When Trezevant stepped down from his position with Atlanta-based software services firm Xebia in early 2024, he went all-in on his dream by teaming up with a former Xebia executive, Sarasota-based Robert Bremer. Now, Bremer and Trezevant are leveraging their combined expertise of more than a decade in the information technology space to co-found Packfiles, a project management and software platform.

“After being in a professional services consulting world for a period of time, the product space is really appealing to us,” Bremer said. “Our shared passion today is taking all this knowledge gained and converting that into products.”

After meeting and working together in the Tampa Bay area, the two realized a shared vision: a tool that eliminates the need for service firms during the coding file migration process, which developers utilize for efficiency. The tool seeks to simply and controllably migrate files to Microsoft-owned platform GitHub, a popular tool for software developers that hosts code for collaboration and storage.

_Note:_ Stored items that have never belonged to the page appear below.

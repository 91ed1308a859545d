//! Server-Sent Events support

use crate::runtime::SseEvent;
use crate::session::SessionSnapshot;
use axum::response::sse::{Event, KeepAlive, Sse};
use futures::stream::Stream;
use serde_json::json;
use std::convert::Infallible;
use std::time::Duration;
use tokio::sync::{broadcast, watch};
use tokio_stream::wrappers::errors::BroadcastStreamRecvError;
use tokio_stream::wrappers::BroadcastStream;
use tokio_stream::StreamExt;

/// Convert broadcast stream to SSE stream
pub fn sse_stream(
    snapshot_rx: watch::Receiver<SessionSnapshot>,
    broadcast_rx: broadcast::Receiver<SseEvent>,
) -> Sse<impl Stream<Item = Result<Event, Infallible>>> {
    let events = event_stream(snapshot_rx, broadcast_rx).map(|event| Ok(sse_event_to_axum(event)));

    Sse::new(events).keep_alive(
        KeepAlive::new()
            .interval(Duration::from_secs(15))
            .text("ping"),
    )
}

/// Current snapshot, then live events. A subscriber that falls behind the
/// broadcast buffer gets a fresh snapshot in place of the dropped events.
///
/// `broadcast_rx` must be subscribed before this is called.
pub(crate) fn event_stream(
    snapshot_rx: watch::Receiver<SessionSnapshot>,
    broadcast_rx: broadcast::Receiver<SseEvent>,
) -> impl Stream<Item = SseEvent> {
    let init = SseEvent::Init {
        snapshot: snapshot_rx.borrow().clone(),
    };

    let live = BroadcastStream::new(broadcast_rx).map(move |result| match result {
        Ok(event) => event,
        Err(BroadcastStreamRecvError::Lagged(skipped)) => {
            tracing::debug!(skipped, "SSE subscriber lagged, resending snapshot");
            SseEvent::Init {
                snapshot: snapshot_rx.borrow().clone(),
            }
        }
    });

    futures::stream::once(async move { init }).chain(live)
}

fn sse_event_to_axum(event: SseEvent) -> Event {
    let (event_type, data) = event_payload(event);
    Event::default().event(event_type).data(data.to_string())
}

/// Event name and JSON body for an SSE event
pub(crate) fn event_payload(event: SseEvent) -> (&'static str, serde_json::Value) {
    match event {
        SseEvent::Init { snapshot } => (
            "init",
            json!({
                "type": "init",
                "session": snapshot
            }),
        ),
        SseEvent::TurnAppended { index, turn } => (
            "turn_appended",
            json!({
                "type": "turn_appended",
                "index": index,
                "turn": turn
            }),
        ),
        SseEvent::TurnUpdated { index, turn } => (
            "turn_updated",
            json!({
                "type": "turn_updated",
                "index": index,
                "turn": turn
            }),
        ),
        SseEvent::TurnsCleared => (
            "turns_cleared",
            json!({
                "type": "turns_cleared"
            }),
        ),
        SseEvent::ProfileSaved { profile } => (
            "profile_saved",
            json!({
                "type": "profile_saved",
                "profile": profile
            }),
        ),
        SseEvent::Notice(notice) => (
            "notice",
            json!({
                "type": "notice",
                "level": notice.level,
                "message": notice.message
            }),
        ),
        SseEvent::ReplyDone { outcome } => (
            "reply_done",
            json!({
                "type": "reply_done",
                "outcome": outcome.as_str()
            }),
        ),
        SseEvent::Error { message } => (
            "error",
            json!({
                "type": "error",
                "message": message
            }),
        ),
    }
}
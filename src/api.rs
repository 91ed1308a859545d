//! HTTP API for the trip planner widget

mod assets;
mod handlers;
mod sse;
mod types;

pub use handlers::create_router;
#[allow(unused_imports)] // Public API re-exports
pub use types::*;

use crate::llm::ModelRegistry;
use crate::runtime::SessionManager;
use std::sync::Arc;

/// Application state shared across handlers
#[derive(Clone)]
pub struct AppState {
    pub sessions: Arc<SessionManager>,
    pub llm_registry: Arc<ModelRegistry>,
}

impl AppState {
    pub fn new(llm_registry: Arc<ModelRegistry>) -> Self {
        Self {
            sessions: Arc::new(SessionManager::new(llm_registry.clone())),
            llm_registry,
        }
    }
}
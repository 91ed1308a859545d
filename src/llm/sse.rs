//! Incremental decoder for `text/event-stream` bodies
//!
//! Network chunks arrive at arbitrary byte boundaries; the decoder buffers
//! partial lines and yields the `data` payload of each complete event.

#[derive(Debug, Default)]
pub(crate) struct SseDecoder {
    buffer: Vec<u8>,
    data_lines: Vec<String>,
}

impl SseDecoder {
    pub(crate) fn new() -> Self {
        Self::default()
    }

    /// Feed a chunk and return the payloads of every event it completed
    pub(crate) fn push(&mut self, chunk: &[u8]) -> Vec<String> {
        self.buffer.extend_from_slice(chunk);

        let mut events = Vec::new();
        while let Some(newline) = self.buffer.iter().position(|&b| b == b'\n') {
            let line: Vec<u8> = self.buffer.drain(..=newline).collect();
            // Lines split on '\n' never cut a UTF-8 sequence in half
            let line = String::from_utf8_lossy(&line);
            let line = line.trim_end_matches(['\n', '\r']);
            if let Some(event) = self.process_line(line) {
                events.push(event);
            }
        }
        events
    }

    /// Flush a trailing event when the body ends without a blank line
    pub(crate) fn finish(&mut self) -> Option<String> {
        if !self.buffer.is_empty() {
            let rest = std::mem::take(&mut self.buffer);
            let line = String::from_utf8_lossy(&rest).into_owned();
            let line = line.trim_end_matches('\r');
            if let Some(event) = self.process_line(line) {
                return Some(event);
            }
        }
        self.dispatch()
    }

    fn process_line(&mut self, line: &str) -> Option<String> {
        if line.is_empty() {
            return self.dispatch();
        }
        if line.starts_with(':') {
            return None;
        }
        if let Some(value) = line.strip_prefix("data:") {
            let value = value.strip_prefix(' ').unwrap_or(value);
            self.data_lines.push(value.to_string());
        }
        None
    }

    fn dispatch(&mut self) -> Option<String> {
        if self.data_lines.is_empty() {
            return None;
        }
        let data = self.data_lines.join("\n");
        self.data_lines.clear();
        Some(data)
    }
}
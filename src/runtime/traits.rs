//! Trait abstractions for runtime I/O
//!
//! These traits enable testing the executor with mock implementations.

use crate::llm::{LlmError, LlmRequest, LlmResponse, ModelRegistry, TextStream};
use async_trait::async_trait;
use std::sync::Arc;

/// Client for making LLM requests
#[async_trait]
pub trait LlmClient: Send + Sync {
    /// Complete an LLM request in one call
    async fn complete(&self, request: &LlmRequest) -> Result<LlmResponse, LlmError>;

    /// Open an incremental response channel
    async fn open_stream(&self, request: &LlmRequest) -> Result<TextStream, LlmError>;

    /// Get the model ID
    fn model_id(&self) -> &str;
}

// ============================================================================
// Arc implementations for trait objects
// ============================================================================

#[async_trait]
impl<T: LlmClient + ?Sized> LlmClient for Arc<T> {
    async fn complete(&self, request: &LlmRequest) -> Result<LlmResponse, LlmError> {
        (**self).complete(request).await
    }

    async fn open_stream(&self, request: &LlmRequest) -> Result<TextStream, LlmError> {
        (**self).open_stream(request).await
    }

    fn model_id(&self) -> &str {
        (**self).model_id()
    }
}

// ============================================================================
// Production Adapters
// ============================================================================

/// Adapter to use `ModelRegistry` as `LlmClient`
pub struct RegistryLlmClient {
    registry: Arc<ModelRegistry>,
    model_id: String,
}

impl RegistryLlmClient {
    pub fn new(registry: Arc<ModelRegistry>, model_id: String) -> Self {
        Self { registry, model_id }
    }

    fn service(&self) -> Result<Arc<dyn crate::llm::LlmService>, LlmError> {
        self.registry
            .get(&self.model_id)
            .or_else(|| self.registry.default())
            .ok_or_else(|| LlmError::network("No LLM available"))
    }
}

#[async_trait]
impl LlmClient for RegistryLlmClient {
    async fn complete(&self, request: &LlmRequest) -> Result<LlmResponse, LlmError> {
        self.service()?.complete(request).await
    }

    async fn open_stream(&self, request: &LlmRequest) -> Result<TextStream, LlmError> {
        self.service()?.open_stream(request).await
    }

    fn model_id(&self) -> &str {
        &self.model_id
    }
}
// Prevents additional console window on Windows in release
#![cfg_attr(not(debug_assertions), windows_subsystem = "windows")]

use deterrence_app::ipc;
use deterrence_app::state::AppState;

fn main() {
    tauri::Builder::default()
        .manage(AppState::new())
        .invoke_handler(tauri::generate_handler![
            ipc::start_simulation,
            ipc::send_command,
            ipc::get_snapshot,
            ipc::get_terrain_data,
        ])
        .run(tauri::generate_context!())
        .expect("error while running DETERRENCE");
}
use serde::{Deserialize, Serialize};

#[derive(Debug, Clone, Copy, PartialEq, Eq, Serialize, Deserialize)]
pub enum EntityType {
    Missile,
    Interceptor,
    Shockwave,
    City,
    Battery,
}

#[derive(Debug, Clone, Serialize, Deserialize)]
pub struct EntitySnapshot {
    pub id: u32,
    pub entity_type: EntityType,
    pub x: f32,
    pub y: f32,
    pub rotation: f32,
    pub vx: f32,
    pub vy: f32,
    pub extra: Option<EntityExtra>,
}

#[derive(Debug, Clone, Serialize, Deserialize)]
pub enum EntityExtra {
    Shockwave { radius: f32, max_radius: f32 },
    City { health: f32, max_health: f32 },
    Battery { ammo: u32, max_ammo: u32 },
    Interceptor { burn_remaining: f32, burn_time: f32, interceptor_type: String },
    Missile { is_mirv: bool, detected_by_radar: bool, detected_by_glow: bool },
}

#[derive(Debug, Clone, Serialize, Deserialize)]
pub struct StateSnapshot {
    pub tick: u64,
    pub wave_number: u32,
    pub phase: String,
    pub entities: Vec<EntitySnapshot>,
    #[serde(skip_serializing_if = "Option::is_none")]
    pub weather: Option<String>,
    #[serde(skip_serializing_if = "Option::is_none")]
    pub wind_x: Option<f32>,
}
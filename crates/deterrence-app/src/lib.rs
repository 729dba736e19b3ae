//! DETERRENCE Tauri application.
//!
//! This crate wires together all simulation crates and exposes
//! them to the frontend via Tauri IPC commands and events.

pub mod game_loop;
pub mod ipc;
pub mod state;

pub use deterrence_core as core;
//! Enemy detection: sight, gunfire noise, and the mission alarm.
//!
//! Runs early in the tick over last tick's final positions and last
//! tick's shots, so detection is always one tick behind the action it
//! reacts to.

use std::collections::HashMap;

use tracing::info;

use breacher_core::constants::HEARING_RADIUS;
use breacher_core::enums::{AlarmState, DetectionState, Side};
use breacher_core::events::CombatEvent;
use breacher_core::types::{ActorId, GridPos};
use breacher_map::{los, MapState};

use crate::roster::Roster;

/// What one enemy or drone currently knows about the crew.
#[derive(Debug, Clone, Copy, Default)]
pub struct Perception {
    pub detection: DetectionState,
    pub last_known: Option<GridPos>,
}

/// Detection memory for every non-crew actor. Stored beside the roster
/// so dead actors' entries simply go stale.
#[derive(Debug, Clone, Default)]
pub struct PerceptionBoard {
    entries: HashMap<ActorId, Perception>,
}

impl PerceptionBoard {
    pub fn get(&self, id: ActorId) -> Perception {
        self.entries.get(&id).copied().unwrap_or_default()
    }

    fn alert(&mut self, id: ActorId, at: GridPos) {
        let entry = self.entries.entry(id).or_default();
        entry.detection = DetectionState::Alerted;
        entry.last_known = Some(at);
    }
}

/// Update detection for every living enemy and drone, then latch the
/// mission alarm if anyone is alerted. Sight beats sound: a visible
/// crew actor sets last-known even when shots were also heard.
pub fn run(
    roster: &Roster,
    map: &MapState,
    board: &mut PerceptionBoard,
    alarm: &mut AlarmState,
    heard_shots: &[(ActorId, GridPos)],
    events: &mut Vec<CombatEvent>,
    tick: u64,
) {
    for perceiver in roster.iter() {
        if perceiver.side == Side::Crew || !perceiver.is_alive() {
            continue;
        }
        let vision = perceiver.resolved_vision(tick);

        let mut seen: Option<(f64, GridPos)> = None;
        for crew in roster.living_on(Side::Crew) {
            let dist = perceiver.pos.distance_to(crew.pos);
            if dist > vision || !los::has_line_of_sight(map, perceiver.pos, crew.pos) {
                continue;
            }
            if seen.map_or(true, |(best, _)| dist < best) {
                seen = Some((dist, crew.pos));
            }
        }
        if let Some((_, at)) = seen {
            board.alert(perceiver.id, at);
            continue;
        }

        for (shooter, at) in heard_shots {
            if *shooter == perceiver.id {
                continue;
            }
            if perceiver.pos.distance_to(*at) <= HEARING_RADIUS {
                board.alert(perceiver.id, *at);
                break;
            }
        }
    }

    if *alarm == AlarmState::Quiet {
        let any_alerted = roster.iter().any(|a| {
            a.side != Side::Crew
                && a.is_alive()
                && board.get(a.id).detection == DetectionState::Alerted
        });
        if any_alerted {
            *alarm = AlarmState::Alerted;
            events.push(CombatEvent::AlarmRaised { tick });
            info!(tick, "station alarm raised");
        }
    }
}
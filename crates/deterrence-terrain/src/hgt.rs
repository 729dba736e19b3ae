//! NASADEM HGT file parser.
//!
//! HGT files are flat arrays of big-endian i16 elevation values
//! covering 1° × 1° tiles. The filename encodes the SW corner
//! coordinates (e.g., N25E056.hgt).

use std::io;
use std::path::Path;

use crate::grid::{TerrainGrid, TerrainHeader};
use crate::projection::GeoProjection;

/// Void value in HGT files (no data).
const HGT_VOID: i16 = -32768;

/// Parse an HGT filename to extract the SW corner coordinates.
/// Format: `N25E056.hgt` or `S10W045.hgt`
pub fn parse_hgt_filename(filename: &str) -> Option<(f64, f64)> {
    let name = filename
        .strip_suffix(".hgt")
        .or_else(|| filename.strip_suffix(".HGT"))?;

    if name.len() < 7 {
        return None;
    }

    let lat_sign = match &name[0..1] {
        "N" | "n" => 1.0,
        "S" | "s" => -1.0,
        _ => return None,
    };
    let lat: f64 = name[1..3].parse().ok()?;

    let lon_sign = match &name[3..4] {
        "E" | "e" => 1.0,
        "W" | "w" => -1.0,
        _ => return None,
    };
    let lon: f64 = name[4..7].parse().ok()?;

    Some((lat * lat_sign, lon * lon_sign))
}

/// Determine the grid size from the file size.
/// 1 arc-second: 3601 × 3601 = 25,934,402 bytes
/// 3 arc-second: 1201 × 1201 = 2,884,802 bytes
fn grid_size_from_byte_count(byte_count: usize) -> Option<(u32, f64)> {
    let sample_count = byte_count / 2;
    let side = (sample_count as f64).sqrt().round() as u32;

    if side == 3601 {
        Some((3601, 1.0)) // 1 arc-second
    } else if side == 1201 {
        Some((1201, 3.0)) // 3 arc-second
    } else {
        None
    }
}

/// Parse raw HGT bytes into elevation values.
pub fn parse_hgt_bytes(data: &[u8]) -> io::Result<(Vec<i16>, u32, f64)> {
    let (grid_side, cell_size) = grid_size_from_byte_count(data.len()).ok_or_else(|| {
        io::Error::new(
            io::ErrorKind::InvalidData,
            format!(
                "Unexpected HGT file size: {} bytes (expected {} or {})",
                data.len(),
                3601 * 3601 * 2,
                1201 * 1201 * 2
            ),
        )
    })?;

    let sample_count = (grid_side * grid_side) as usize;
    let mut elevations = Vec::with_capacity(sample_count);

    for i in 0..sample_count {
        let offset = i * 2;
        let val = i16::from_be_bytes([data[offset], data[offset + 1]]);
        elevations.push(val);
    }

    Ok((elevations, grid_side, cell_size))
}

/// Fill void values (-32768) by averaging non-void neighbors.
pub fn fill_voids(elevations: &mut [i16], width: u32, height: u32) {
    let w = width as usize;
    let h = height as usize;

    // Simple pass: replace voids with average of valid neighbors
    let snapshot = elevations.to_vec();
    for r in 0..h {
        for c in 0..w {
            let idx = r * w + c;
            if snapshot[idx] != HGT_VOID {
                continue;
            }

            let mut sum = 0i64;
            let mut count = 0u32;
            for dr in -1i32..=1 {
                for dc in -1i32..=1 {
                    if dr == 0 && dc == 0 {
                        continue;
                    }
                    let nr = r as i32 + dr;
                    let nc = c as i32 + dc;
                    if nr >= 0 && nr < h as i32 && nc >= 0 && nc < w as i32 {
                        let nidx = nr as usize * w + nc as usize;
                        if snapshot[nidx] != HGT_VOID {
                            sum += snapshot[nidx] as i64;
                            count += 1;
                        }
                    }
                }
            }

            elevations[idx] = if count > 0 {
                (sum / count as i64) as i16
            } else {
                0 // All neighbors are void too — default to sea level
            };
        }
    }
}

/// Load a single HGT file into a TerrainGrid.
pub fn load_hgt(path: &Path, projection: &GeoProjection) -> io::Result<TerrainGrid> {
    let filename = path
        .file_name()
        .and_then(|f| f.to_str())
        .ok_or_else(|| io::Error::new(io::ErrorKind::InvalidInput, "Invalid HGT filename"))?;

    let (origin_lat, origin_lon) = parse_hgt_filename(filename).ok_or_else(|| {
        io::Error::new(
            io::ErrorKind::InvalidInput,
            format!("Cannot parse HGT coordinates from filename: {filename}"),
        )
    })?;

    let data = std::fs::read(path)?;
    let (mut elevations, grid_side, cell_size) = parse_hgt_bytes(&data)?;

    // Fill voids
    fill_voids(&mut elevations, grid_side, grid_side);

    // Compute elevation range
    let min_elevation = elevations.iter().copied().min().unwrap_or(0);
    let max_elevation = elevations.iter().copied().max().unwrap_or(0);

    let header = TerrainHeader {
        origin_lat,
        origin_lon,
        cell_size,
        width: grid_side,
        height: grid_side,
        min_elevation,
        max_elevation,
    };

    Ok(TerrainGrid::new(
        header,
        elevations,
        None,
        projection.clone(),
    ))
}
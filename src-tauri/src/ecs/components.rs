use serde::{Deserialize, Serialize};

#[derive(Debug, Clone, Copy, Serialize, Deserialize)]
pub struct Transform {
    pub x: f32,
    pub y: f32,
    pub rotation: f32,
}

#[derive(Debug, Clone, Copy, Serialize, Deserialize)]
pub struct Velocity {
    pub vx: f32,
    pub vy: f32,
}

#[derive(Debug, Clone, Copy, Serialize, Deserialize)]
pub struct Ballistic {
    pub drag_coefficient: f32,
    pub mass: f32,
    pub cross_section: f32,
}

#[derive(Debug, Clone, Copy, PartialEq, Eq, Serialize, Deserialize)]
pub enum WarheadType {
    Standard,
    Mirv,
}

#[derive(Debug, Clone, Copy, Serialize, Deserialize)]
pub struct Warhead {
    pub yield_force: f32,
    pub blast_radius_base: f32,
    pub warhead_type: WarheadType,
}

#[derive(Debug, Default, Clone, Copy, PartialEq, Eq, Hash, Serialize, Deserialize)]
pub enum InterceptorType {
    #[default]
    Standard,
    Sprint,
    Exoatmospheric,
    AreaDenial,
}

impl InterceptorType {
    pub fn parse(s: &str) -> Self {
        match s {
            "Sprint" => InterceptorType::Sprint,
            "Exoatmospheric" => InterceptorType::Exoatmospheric,
            "AreaDenial" => InterceptorType::AreaDenial,
            _ => InterceptorType::Standard,
        }
    }

    pub fn as_str(&self) -> &'static str {
        match self {
            InterceptorType::Standard => "Standard",
            InterceptorType::Sprint => "Sprint",
            InterceptorType::Exoatmospheric => "Exoatmospheric",
            InterceptorType::AreaDenial => "AreaDenial",
        }
    }
}

#[derive(Debug, Clone, Copy, Serialize, Deserialize)]
pub struct Interceptor {
    pub interceptor_type: InterceptorType,
    pub thrust: f32,
    pub burn_time: f32,
    pub burn_remaining: f32,
    pub ceiling: f32,
    pub battery_id: u32,
    pub target_x: f32,
    pub target_y: f32,
    /// Proximity fuse: auto-detonate when within this radius of any missile. 0.0 = disabled.
    pub proximity_fuse_radius: f32,
}

#[derive(Debug, Clone, Copy, Serialize, Deserialize)]
pub struct MirvCarrier {
    pub child_count: u32,
    pub split_altitude: f32,
    pub spread_angle: f32,
}

#[derive(Debug, Clone, Copy, Serialize, Deserialize)]
pub struct Lifetime {
    pub remaining_ticks: u32,
}

#[derive(Debug, Clone, Copy, Serialize, Deserialize)]
pub struct Health {
    pub current: f32,
    pub max: f32,
}

#[derive(Debug, Clone, Copy, Serialize, Deserialize)]
pub struct ReentryGlow {
    pub intensity: f32,
    pub altitude_threshold: f32,
}

#[derive(Debug, Clone, Copy, Serialize, Deserialize)]
pub struct Shockwave {
    pub radius: f32,
    pub max_radius: f32,
    pub force: f32,
    pub expansion_rate: f32,
    pub damage_applied: bool,
}

#[derive(Debug, Clone, Copy, Serialize, Deserialize)]
pub struct BatteryState {
    pub ammo: u32,
    pub max_ammo: u32,
}

#[derive(Debug, Clone, Copy, PartialEq, Eq, Serialize, Deserialize)]
pub enum EntityKind {
    Missile,
    Interceptor,
    Shockwave,
    City,
    Battery,
}

#[derive(Debug, Clone, Copy, Serialize, Deserialize)]
pub struct EntityMarker {
    pub kind: EntityKind,
}

#[derive(Debug, Clone, Copy, Serialize, Deserialize)]
pub struct Detected {
    pub by_radar: bool,
    pub by_glow: bool,
}
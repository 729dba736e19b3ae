use crate::ecs::components::*;
use crate::ecs::entity::EntityId;
use crate::ecs::world::World;
use crate::engine::config;
use crate::events::game_events::{DetonationEvent, GameEvent};

pub struct CollisionResult {
    pub events: Vec<GameEvent>,
    pub missiles_destroyed: u32,
    pub interceptors_destroyed: u32,
}

/// Check shockwave proximity against all destructible entities (missiles + interceptors).
/// Two zones:
///   - Destroy zone (dist < radius * DESTROY_RATIO): entity destroyed.
///     Missiles trigger chain reaction shockwaves. Interceptors do not.
///   - Deflect zone (DESTROY_RATIO * radius <= dist < radius): push entity velocity
///     away from shockwave center.
pub fn run(world: &mut World, tick: u64) -> CollisionResult {
    let mut result = CollisionResult {
        events: Vec::new(),
        missiles_destroyed: 0,
        interceptors_destroyed: 0,
    };

    // Gather active shockwave data: (idx, x, y, radius, force)
    let shockwaves: Vec<(usize, f32, f32, f32, f32)> = world
        .alive_entities()
        .iter()
        .filter_map(|&idx| {
            let marker = world.markers[idx].as_ref()?;
            if marker.kind != EntityKind::Shockwave {
                return None;
            }
            let t = world.transforms[idx].as_ref()?;
            let sw = world.shockwaves[idx].as_ref()?;
            Some((idx, t.x, t.y, sw.radius, sw.force))
        })
        .collect();

    // Gather all destructible entities: missiles and interceptors
    // Store: (idx, x, y, kind)
    let targets: Vec<(usize, f32, f32, EntityKind)> = world
        .alive_entities()
        .iter()
        .filter_map(|&idx| {
            let marker = world.markers[idx].as_ref()?;
            if marker.kind != EntityKind::Missile && marker.kind != EntityKind::Interceptor {
                return None;
            }
            let t = world.transforms[idx].as_ref()?;
            Some((idx, t.x, t.y, marker.kind))
        })
        .collect();

    // Determine destroy vs deflect for each target
    let mut to_destroy: Vec<(usize, f32, f32, EntityKind)> = Vec::new();
    let mut to_deflect: Vec<(usize, f32, f32)> = Vec::new(); // (idx, push_x, push_y)

    let destroy_ratio = config::SHOCKWAVE_DESTROY_RATIO;

    for &(_sw_idx, sw_x, sw_y, sw_radius, sw_force) in &shockwaves {
        if sw_radius <= 0.0 {
            continue;
        }
        let destroy_radius = sw_radius * destroy_ratio;

        for &(tgt_idx, tgt_x, tgt_y, kind) in &targets {
            let dx = tgt_x - sw_x;
            let dy = tgt_y - sw_y;
            let dist_sq = dx * dx + dy * dy;
            let dist = dist_sq.sqrt();

            if dist < destroy_radius {
                // Inner destroy zone
                to_destroy.push((tgt_idx, tgt_x, tgt_y, kind));
            } else if dist < sw_radius {
                // Outer deflect zone — push away from shockwave center
                let norm = dist.max(0.01); // prevent div by zero
                let push_x = dx / norm;
                let push_y = dy / norm;
                let force_scale = sw_force * (1.0 - dist / sw_radius)
                    * config::SHOCKWAVE_DEFLECT_FORCE
                    * config::DT;
                to_deflect.push((tgt_idx, push_x * force_scale, push_y * force_scale));
            }
        }
    }

    // Deduplicate destroys (entity in range of multiple shockwaves)
    to_destroy.sort_by_key(|&(idx, _, _, _)| idx);
    to_destroy.dedup_by_key(|entry| entry.0);

    // Aggregate deflection pushes per entity (may be pushed by multiple shockwaves)
    to_deflect.sort_by_key(|&(idx, _, _)| idx);
    let mut aggregated_deflect: Vec<(usize, f32, f32)> = Vec::new();
    for (idx, px, py) in to_deflect {
        if let Some(last) = aggregated_deflect.last_mut()
            && last.0 == idx
        {
            last.1 += px;
            last.2 += py;
            continue;
        }
        aggregated_deflect.push((idx, px, py));
    }

    // Remove entities that are being destroyed from the deflect list
    let destroy_set: Vec<usize> = to_destroy.iter().map(|d| d.0).collect();
    aggregated_deflect.retain(|&(idx, _, _)| !destroy_set.contains(&idx));

    // Apply deflections to entity velocities
    for (tgt_idx, push_x, push_y) in aggregated_deflect {
        if let Some(vel) = &mut world.velocities[tgt_idx] {
            vel.vx += push_x;
            vel.vy += push_y;
        }
    }

    // Destroy entities and spawn chain reaction shockwaves (missiles only)
    let chain_mult = config::CHAIN_REACTION_MULTIPLIER;

    for (tgt_idx, tgt_x, tgt_y, kind) in to_destroy {
        let warhead = world.warheads[tgt_idx];

        // Despawn the entity
        if let Some(generation) = world.allocator.generation_of(tgt_idx as u32) {
            let eid = EntityId::new(tgt_idx as u32, generation);
            world.despawn(eid);
        }

        match kind {
            EntityKind::Missile => {
                result.missiles_destroyed += 1;

                // Chain reaction: missiles trigger new shockwaves
                if let Some(wh) = warhead {
                    let sw_id = world.spawn();
                    let sw_idx = sw_id.index as usize;
                    world.transforms[sw_idx] = Some(Transform {
                        x: tgt_x,
                        y: tgt_y,
                        rotation: 0.0,
                    });
                    world.shockwaves[sw_idx] = Some(Shockwave {
                        radius: 0.0,
                        max_radius: wh.blast_radius_base * chain_mult,
                        force: wh.yield_force * chain_mult,
                        expansion_rate: config::SHOCKWAVE_EXPANSION_RATE,
                        damage_applied: false,
                    });
                    world.markers[sw_idx] = Some(EntityMarker {
                        kind: EntityKind::Shockwave,
                    });
                    world.lifetimes[sw_idx] = Some(Lifetime {
                        remaining_ticks: config::SHOCKWAVE_LIFETIME_TICKS,
                    });

                    result.events.push(GameEvent::Detonation(DetonationEvent {
                        entity_id: tgt_idx as u32,
                        x: tgt_x,
                        y: tgt_y,
                        yield_force: wh.yield_force,
                        tick,
                    }));
                }
            }
            EntityKind::Interceptor => {
                result.interceptors_destroyed += 1;
                // Interceptors do NOT trigger chain reactions — just destroyed
            }
            _ => {}
        }
    }

    result
}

Bremer has more than a decade of leadership experience with IT consulting. Bremer will operate as the CEO for Packfiles, while Trezevant will be the CTO.

“We have a lot of complementary skill sets and so on, but we have built things together from the ground up,” Trezevant said.

The startup has hired a developer from the Tampa Bay region and has set out to start building the Packfiles platform. The Tampa Bay region also represents a personal goal for the founders: They want to stimulate the startup ecosystem.

“There’s the satisfaction of building an incredible product and bringing that to market and serving our customers,” Trezevant said. “But the other thing I want is for [Packfiles] to be an unassailable success story for the Tampa Bay area.”

Choosing Tampa

Trezevant first noticed Tampa Bay’s changing tide for startups and technology when he returned to his hometown during the Covid-19 pandemic. He started interacting with nonprofit startup hub Embarc Collective and the nonprofit accelerator program Tampa Bay Wave. Trezevant’s work with the developer community showed him the potential here, he said.

“It completely changed my perspective,” Trezevant said. “I went from thinking that I can only seriously be successful if I go to the West Coast to thinking there is all of the infrastructure here in Florida and especially in Tampa, that’s necessary to build a successful technology business.”

Bremer concurs. He lived in Austin, Texas during the Covid-19 pandemic to explore entrepreneurship, he said. It ultimately made him re-evaluate the Tampa Bay area.

“I was surprised to run into people who had connections to St. Petersburg,” Bremer said. “It reaffirmed for me that this is an up-and-coming world.”